A consultoria não revelou o valor recebido de Trípoli por seus serviços. O jornal "Boston Globe", citando fontes líbias, fala em US$ 250 mil (R$ 415 mil) mensais.
TREINANDO GADDAFI
De 2006 a 2008, os préstimos do Monitor focaram duas frentes.
A primeira foi uma análise detalhada da economia local com vistas a atrair investimentos e comércio para o pais após anos de sanções da ONU (suspensas quando o regime disse abdicar de seus planos nucleares, em 2003).
O segundo foi o treinamento de "líderes em potencial", que o grupo disse ter abraçado dado o "clima de otimismo com o futuro do país". O treinamento incluiu o próprio Gaddafi.
Nye relatou brevemente suas visitas em e-mail à Folha e ao jornal britânico "The Guardian", mas não quis dar entrevista.
"Fui convidado pelo Monitor para ir à Líbia me encontrar com o Gaddafi em fevereiro de 2007. Eles ofereceram pagar o que eu normalmente cobro pelo trabalho de consultoria mais as despesas de viagem", disse, sem explicitar valor.
"Como alguém que escreve sobre líderes e política internacional, fiquei curioso para saber como ele era", afirmou o professor, que cunhou o conceito "soft power" na política internacional (poder de persuadir e influencia ao invés de coagir).
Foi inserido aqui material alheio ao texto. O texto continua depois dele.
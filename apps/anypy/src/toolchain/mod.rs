//! Standalone interpreter provisioning.
//!
//! ## Module Structure
//!
//! - [`registry`] - Version to release identifier table
//! - [`platform`] - Supported build architectures
//! - [`resolver`] - Download URL construction
//! - [`paths`] - Cache and project directory layout
//! - [`download`] - Cache-aware HTTP download
//! - [`archive`] - tar.gz extraction into an install root
//! - [`process`] - External command execution
//! - [`venv`] - Virtual environment creation

pub mod archive;
pub mod download;
pub mod paths;
pub mod platform;
pub mod process;
pub mod registry;
pub mod resolver;
pub mod venv;

pub use archive::install;
pub use download::{Fetcher, HttpTransport};
pub use paths::ProjectPaths;
pub use platform::Architecture;
pub use resolver::{ResolvedRelease, resolve_with_server};
pub use venv::create_venv;
//! Cache-aware HTTP download for interpreter archives.
//!
//! Archives are kept in a per-user cache keyed by the URL's file name. A cached
//! file is reused as-is; otherwise it is fetched once and then copied to the
//! caller's working location.
//!
//! ## Features
//!
//! - Streaming downloads with terminal progress display
//! - Downloads to a `.part` file, then renames on success, so an interrupted
//!   transfer is never mistaken for a cached archive
//! - A [`Transport`] seam so the network layer can be replaced in tests
//!
//! There is no retry and no freshness check: a cache hit skips the network
//! entirely.

use std::io::{IsTerminal, Write};
use std::path::{Path, PathBuf};
use std::time::{Duration, Instant};

use anyhow::{Context, Result};
use futures_util::StreamExt;
use tokio::io::AsyncWriteExt;
use tracing::{debug, info};

use super::paths::ensure_dir;
use crate::errors::AnypyError;

/// User-Agent header for HTTP requests.
const USER_AGENT: &str = concat!("anypy/", env!("CARGO_PKG_VERSION"));

/// Connection timeout in seconds. The transfer itself is not bounded.
const CONNECT_TIMEOUT_SECS: u64 = 30;

/// Minimum interval between progress updates in milliseconds.
const PROGRESS_INTERVAL_MS: u128 = 250;

/// Suffix of in-flight downloads inside the cache directory.
const PARTIAL_SUFFIX: &str = ".part";

/// Retrieves a URL into a local file.
#[allow(async_fn_in_trait)]
pub trait Transport {
    /// Downloads `url` into `dest`, overwriting it.
    ///
    /// # Errors
    ///
    /// Returns [`AnypyError::DownloadFailed`] if the transfer fails.
    async fn retrieve(&self, url: &str, dest: &Path) -> Result<()>;
}

/// HTTP(S) transport backed by `reqwest`.
#[derive(Debug, Clone)]
pub struct HttpTransport {
    client: reqwest::Client,
}

impl HttpTransport {
    /// Creates a transport with the default client settings.
    ///
    /// # Errors
    ///
    /// Returns an error if the HTTP client cannot be constructed.
    pub fn new() -> Result<Self> {
        let client = reqwest::Client::builder()
            .user_agent(USER_AGENT)
            .connect_timeout(Duration::from_secs(CONNECT_TIMEOUT_SECS))
            .build()
            .context("Failed to create HTTP client")?;
        Ok(Self { client })
    }
}

impl Transport for HttpTransport {
    async fn retrieve(&self, url: &str, dest: &Path) -> Result<()> {
        let response = self.client.get(url).send().await.map_err(|e| {
            AnypyError::download_failed_with_source(url, "failed to connect", e)
        })?;

        let status = response.status();
        if !status.is_success() {
            return Err(AnypyError::download_failed(url, format!("HTTP {status}")).into());
        }

        let total_size = response.content_length().unwrap_or(0);
        let mut file = tokio::fs::File::create(dest).await.map_err(|e| {
            AnypyError::download_failed_with_source(
                url,
                format!("failed to create {}", dest.display()),
                e,
            )
        })?;

        let mut progress = Progress::new(total_size);
        let mut stream = response.bytes_stream();

        while let Some(chunk) = stream.next().await {
            let chunk = chunk
                .map_err(|e| AnypyError::download_failed_with_source(url, "failed to read body", e))?;
            file.write_all(&chunk).await.map_err(|e| {
                AnypyError::download_failed_with_source(
                    url,
                    format!("failed to write {}", dest.display()),
                    e,
                )
            })?;
            progress.advance(chunk.len() as u64);
        }

        file.flush().await.map_err(|e| {
            AnypyError::download_failed_with_source(
                url,
                format!("failed to flush {}", dest.display()),
                e,
            )
        })?;
        progress.finish();

        Ok(())
    }
}

/// Downloads archives through a persistent cache directory.
#[derive(Debug, Clone)]
pub struct Fetcher<T> {
    cache_dir: PathBuf,
    transport: T,
}

impl<T: Transport> Fetcher<T> {
    /// Creates a fetcher that caches into `cache_dir`.
    pub fn new(cache_dir: PathBuf, transport: T) -> Self {
        Self {
            cache_dir,
            transport,
        }
    }

    /// Returns the cache entry path for `url`.
    ///
    /// # Errors
    ///
    /// Returns [`AnypyError::DownloadFailed`] if the URL has no file name.
    pub fn cached_path(&self, url: &str) -> Result<PathBuf> {
        let name = url_file_name(url)
            .ok_or_else(|| AnypyError::download_failed(url, "URL has no file name"))?;
        Ok(self.cache_dir.join(name))
    }

    /// Fetches `url` into `dest`, downloading only when not already cached.
    ///
    /// Returns the path of the cache entry.
    ///
    /// # Errors
    ///
    /// Returns an error if:
    /// - The cache directory cannot be created
    /// - The transfer fails ([`AnypyError::DownloadFailed`])
    /// - The cached file cannot be copied to `dest`
    pub async fn fetch(&self, url: &str, dest: &Path) -> Result<PathBuf> {
        ensure_dir(&self.cache_dir)?;
        let cached = self.cached_path(url)?;

        if cached.is_file() {
            info!(path = %cached.display(), "using cached archive");
        } else {
            info!(%url, path = %cached.display(), "downloading archive");
            let partial = partial_path(&cached);

            if let Err(e) = self.transport.retrieve(url, &partial).await {
                let _ = std::fs::remove_file(&partial);
                return Err(e);
            }

            std::fs::rename(&partial, &cached).map_err(|e| {
                AnypyError::io(
                    format!(
                        "failed to move {} to {}",
                        partial.display(),
                        cached.display()
                    ),
                    e,
                )
            })?;
        }

        copy_with_metadata(&cached, dest)?;
        debug!(from = %cached.display(), to = %dest.display(), "copied archive");

        Ok(cached)
    }
}

/// Extracts the last path segment of a URL, ignoring any query or fragment.
fn url_file_name(url: &str) -> Option<&str> {
    let path = url.split(['?', '#']).next().unwrap_or(url);
    path.rsplit('/').next().filter(|name| !name.is_empty())
}

fn partial_path(cached: &Path) -> PathBuf {
    let mut name = cached.as_os_str().to_owned();
    name.push(PARTIAL_SUFFIX);
    PathBuf::from(name)
}

/// Copies `src` to `dest`, keeping permissions and the modification time.
fn copy_with_metadata(src: &Path, dest: &Path) -> Result<()> {
    let copy_err = |e| {
        AnypyError::io(
            format!("failed to copy {} to {}", src.display(), dest.display()),
            e,
        )
    };

    std::fs::copy(src, dest).map_err(copy_err)?;
    let modified = std::fs::metadata(src)
        .and_then(|m| m.modified())
        .map_err(copy_err)?;
    std::fs::File::options()
        .write(true)
        .open(dest)
        .and_then(|f| f.set_modified(modified))
        .map_err(copy_err)?;

    Ok(())
}

/// Simple text-based progress line, drawn only on an interactive stderr.
struct Progress {
    total: u64,
    downloaded: u64,
    start: Instant,
    last_update: Instant,
    enabled: bool,
}

impl Progress {
    fn new(total: u64) -> Self {
        let now = Instant::now();
        Self {
            total,
            downloaded: 0,
            start: now,
            last_update: now,
            enabled: std::io::stderr().is_terminal(),
        }
    }

    fn advance(&mut self, bytes: u64) {
        self.downloaded += bytes;
        let now = Instant::now();
        if now.duration_since(self.last_update).as_millis() >= PROGRESS_INTERVAL_MS {
            self.draw();
            self.last_update = now;
        }
    }

    fn finish(&self) {
        if self.enabled {
            self.draw();
            eprintln!();
        }
    }

    fn draw(&self) {
        if !self.enabled {
            return;
        }
        let line = format_progress(
            self.downloaded,
            self.total,
            self.start.elapsed().as_secs_f64(),
        );
        let mut stderr = std::io::stderr();
        let _ = write!(stderr, "\r{line}     ");
        let _ = stderr.flush();
    }
}

/// Formats a progress line such as `1.00 MB/2.00 MB (50%) 512.00 KB/s`.
#[allow(clippy::cast_precision_loss)]
#[allow(clippy::cast_possible_truncation)]
#[allow(clippy::cast_sign_loss)]
fn format_progress(downloaded: u64, total: u64, elapsed_secs: f64) -> String {
    let speed = if elapsed_secs > 0.0 {
        downloaded as f64 / elapsed_secs
    } else {
        0.0
    };
    if total > 0 {
        let percent = (downloaded as f64 / total as f64 * 100.0) as u8;
        format!(
            "{}/{} ({percent}%) {}",
            format_bytes(downloaded),
            format_bytes(total),
            format_speed(speed)
        )
    } else {
        format!("{} {}", format_bytes(downloaded), format_speed(speed))
    }
}

/// Formats bytes into a human-readable string (KB, MB, GB).
fn format_bytes(bytes: u64) -> String {
    const KB: f64 = 1024.0;
    const MB: f64 = KB * 1024.0;
    const GB: f64 = MB * 1024.0;

    #[allow(clippy::cast_precision_loss)]
    let bytes_f = bytes as f64;

    if bytes_f >= GB {
        format!("{:.2} GB", bytes_f / GB)
    } else if bytes_f >= MB {
        format!("{:.2} MB", bytes_f / MB)
    } else if bytes_f >= KB {
        format!("{:.2} KB", bytes_f / KB)
    } else {
        format!("{bytes} B")
    }
}

/// Formats speed (bytes/sec) into a human-readable string.
fn format_speed(speed: f64) -> String {
    const KB: f64 = 1024.0;
    const MB: f64 = KB * 1024.0;

    if speed >= MB {
        format!("{:.2} MB/s", speed / MB)
    } else if speed >= KB {
        format!("{:.2} KB/s", speed / KB)
    } else {
        format!("{speed:.0} B/s")
    }
}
Nye descreveria suas impressões dez meses depois em um artigo na revista "New Republic" no qual chama o encontro de "bizarro" e questiona as intenções de Gaddafi de que queria a "democracia direta". Ele também escreveu então que a atitude do ditador ante o mundo, ao seu ver, mudara.
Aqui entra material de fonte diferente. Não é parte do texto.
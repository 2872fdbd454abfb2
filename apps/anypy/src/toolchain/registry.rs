//! Release registry for standalone CPython builds.
//!
//! Each supported interpreter version maps to the release identifier (a date
//! tag) under which its standalone build was published. Lookup is by exact
//! version string; there is no range matching.

use anyhow::Result;
use semver::Version;

use crate::errors::AnypyError;

/// A published interpreter version and the release that carries it.
#[derive(Debug, Clone, Copy, PartialEq, Eq)]
pub struct VersionEntry {
    /// Interpreter version, e.g. `3.12.7`.
    pub version: &'static str,
    /// Release identifier, e.g. `20241016`.
    pub release: &'static str,
}

impl VersionEntry {
    /// Returns the major version component, used to name the interpreter binary.
    ///
    /// # Errors
    ///
    /// Returns an error if the version is not a valid semantic version.
    pub fn major(&self) -> Result<u64> {
        let parsed = Version::parse(self.version)?;
        Ok(parsed.major)
    }
}

/// Version to release identifier, in ascending version order.
const RELEASES: &[(&str, &str)] = &[
    ("3.8.9", "20210415"),
    ("3.8.10", "20210506"),
    ("3.8.11", "20210724"),
    ("3.8.12", "20220227"),
    ("3.8.13", "20220802"),
    ("3.8.14", "20221002"),
    ("3.8.15", "20221106"),
    ("3.8.16", "20230726"),
    ("3.8.17", "20230826"),
    ("3.8.18", "20240224"),
    ("3.8.19", "20240814"),
    ("3.8.20", "20240909"),
    ("3.9.4", "20210415"),
    ("3.9.5", "20210506"),
    ("3.9.6", "20210724"),
    ("3.9.7", "20211017"),
    ("3.9.10", "20220227"),
    ("3.9.11", "20220318"),
    ("3.9.12", "20220502"),
    ("3.9.13", "20220802"),
    ("3.9.14", "20221002"),
    ("3.9.15", "20221106"),
    ("3.9.16", "20230507"),
    ("3.9.17", "20230726"),
    ("3.9.18", "20240224"),
    ("3.9.19", "20240814"),
    ("3.9.20", "20241016"),
    ("3.10.0", "20211017"),
    ("3.10.2", "20220227"),
    ("3.10.3", "20220318"),
    ("3.10.4", "20220528"),
    ("3.10.5", "20220630"),
    ("3.10.6", "20220802"),
    ("3.10.7", "20221002"),
    ("3.10.8", "20221106"),
    ("3.10.9", "20230116"),
    ("3.10.11", "20230507"),
    ("3.10.12", "20230726"),
    ("3.10.13", "20240224"),
    ("3.10.14", "20240814"),
    ("3.10.15", "20241016"),
    ("3.11.1", "20230116"),
    ("3.11.3", "20230507"),
    ("3.11.4", "20230726"),
    ("3.11.5", "20230826"),
    ("3.11.6", "20231002"),
    ("3.11.7", "20240107"),
    ("3.11.8", "20240224"),
    ("3.11.9", "20240814"),
    ("3.11.10", "20241016"),
    ("3.12.0", "20231002"),
    ("3.12.1", "20240107"),
    ("3.12.2", "20240224"),
    ("3.12.3", "20240415"),
    ("3.12.4", "20240726"),
    ("3.12.5", "20240814"),
    ("3.12.6", "20240909"),
    ("3.12.7", "20241016"),
    ("3.13.0", "20241016"),
];

/// Looks up the registry entry for an exact version string.
///
/// # Errors
///
/// Returns [`AnypyError::UnknownVersion`] if the version is not listed.
pub fn lookup(version: &str) -> Result<VersionEntry, AnypyError> {
    entries()
        .find(|entry| entry.version == version)
        .ok_or_else(|| AnypyError::unknown_version(version))
}

/// Returns all supported versions in registry order.
pub fn versions() -> impl Iterator<Item = &'static str> {
    RELEASES.iter().map(|(version, _)| *version)
}

/// Returns every registry entry.
pub fn entries() -> impl Iterator<Item = VersionEntry> {
    RELEASES
        .iter()
        .map(|&(version, release)| VersionEntry { version, release })
}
"Mas em nenhum momento eu apoiei o regime de Gaddafi", escreveu Nye, "e digo abertamente que espero por sua rápida deposição".
O professor relatou uma segunda visita pelo Monitor, em 2008, com um grupo de acadêmicos que explicaria a crise mundial ao ditador. "Foi um encontro de poucas horas, que eu duvido que tenha tido sucesso."
Já Giddens, um condecorado sociólogo britânico e ex-diretor da LSE, escreveu no "Guardian" após suas visita que o sistema líbio precisava mudar urgentemente, mas que acreditava ser possível haver avanços com "Gaddafi em cena".
Em comunicado, ele negou ter tido contato com o regime quando dirigiu a LSE, alvo de um escândalo por ter recebido financiamento do regime.